That’s why researchers are always on the lookout for new tools to help them work on such a minute scale. But some of these incredibly tiny tools and scaffolds can derive from very unexpected sources.
As published in the journal Science, an NIH-funded team has developed a technique called implosion fabrication to build impressively small and intricate components on the nanoscale [1]. Its secret ingredient: water-swollen gels that you’d find in a baby’s disposable diaper.
A baby’s disposable diaper? If that sounds familiar, my blog highlighted a related technique called expansion microscopy a few years ago that uses water-swollen gels that are generated from a compound used in diapers called sodium polyacrylate.
The previously-reported microscopy technique, from the lab of Edward Boyden, Massachusetts Institute of Technology, Cambridge, embeds biological samples in a fine web of sodium polyacrylate. When water is added, the gel expands, blowing up the specimen to 100 times its original size. This groundbreaking technique, called expansion microscopy, has enabled labs around the world to use conventional microscopes for high-resolution, nanoscale imaging.
In the latest work, Boyden’s team, including co-first authors Daniel Oran and Samuel Rodriques, asked a simple question: What would happen if they applied the sample preparation technique used for expansion microscopy—only in reverse?

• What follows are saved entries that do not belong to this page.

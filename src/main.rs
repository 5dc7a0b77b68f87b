use std::sync::Arc;

use anyhow::Context;
use clap::Parser;
use tracing_subscriber::EnvFilter;

mod catalog;
mod cli;
mod config;
mod recommend;
mod tmdb;

use config::Config;
use recommend::{PrecomputeOptions, Recommender, SnapshotStorage};

fn main() -> anyhow::Result<()> {
    tracing_subscriber::fmt()
        .with_env_filter(
            EnvFilter::try_from_default_env().unwrap_or_else(|_| EnvFilter::new("info")),
        )
        .init();

    let args = cli::Args::parse();

    let base_path = args
        .data_dir
        .clone()
        .unwrap_or_else(config::default_base_path);
    let config = Config::load_with(&base_path);

    match args.command {
        cli::Command::Precompute { dataset } => {
            let items = catalog::load_dataset(&dataset)?;
            let embedder = recommend::embedder::from_config(&config.embedding, &base_path)?;
            let storage = SnapshotStorage::new(config.snapshot_dir());

            let options = PrecomputeOptions {
                alpha: config.alpha,
                beta: config.beta,
                batch_size: config.embedding.batch_size,
                show_progress: true,
            };
            let snapshot = recommend::pipeline::run(items, embedder.as_ref(), &storage, &options)?;

            println!(
                "indexed {} movies ({} dims, model '{}')",
                snapshot.len(),
                snapshot.dimensions(),
                embedder.model_name()
            );
            Ok(())
        }

        cli::Command::Recommend { title, top_k, json } => {
            let embedder: Arc<dyn recommend::TextEmbedder> =
                Arc::from(recommend::embedder::from_config(&config.embedding, &base_path)?);
            let storage = SnapshotStorage::new(config.snapshot_dir());
            let recommender = Recommender::load(
                embedder,
                &storage,
                config.alpha,
                config.beta,
                config.default_top_k,
            )
            .context("no usable snapshot; run `reelrec precompute` first")?;

            let movie = tmdb::TmdbClient::from_env()?.lookup(&title)?;
            log::info!("query movie: {} (tmdb id {})", movie.title, movie.id);

            let results = recommender.recommend(&movie.features(), top_k)?;

            if json {
                println!("{}", serde_json::to_string_pretty(&results)?);
            } else {
                for (rank, rec) in results.iter().enumerate() {
                    println!("{:>3}. {:<48} {:.4}", rank + 1, rec.title, rec.score);
                }
            }
            Ok(())
        }

        cli::Command::Info {} => {
            let storage = SnapshotStorage::new(config.snapshot_dir());
            let info = storage
                .stat()
                .context("no snapshot found; run `reelrec precompute` first")?;

            println!("snapshot version: {}", info.version);
            println!("dimensions:       {}", info.dimensions);
            println!("vectors:          {}", info.vector_count);
            println!("items:            {}", info.item_count);
            if info.vector_count != info.item_count {
                println!("warning: vector/item counts disagree; snapshot will not load");
            }
            Ok(())
        }
    }
}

To find out, Boyden’s team created millimeter-sized blocks of the super-absorbent sodium polyacrylate diaper compound. After using a nifty trick for attaching molecular anchors in a 3D pattern, they dehydrated the gel and voila! The structures imploded and shrank down to one-thousandth their original size, while holding their 3D shape.
During the process, they can add to the anchors a range of functional molecules or elements. These include DNA, nanoparticles, semiconductors, or almost anything that’s needed.
While more work is needed to perfect the new technique, the researchers have already shown it can create objects one cubic millimeter in size, engineered to include intricate details down to about 50 nanometers. For comparison, a virus is about 30 to 50 nanometers.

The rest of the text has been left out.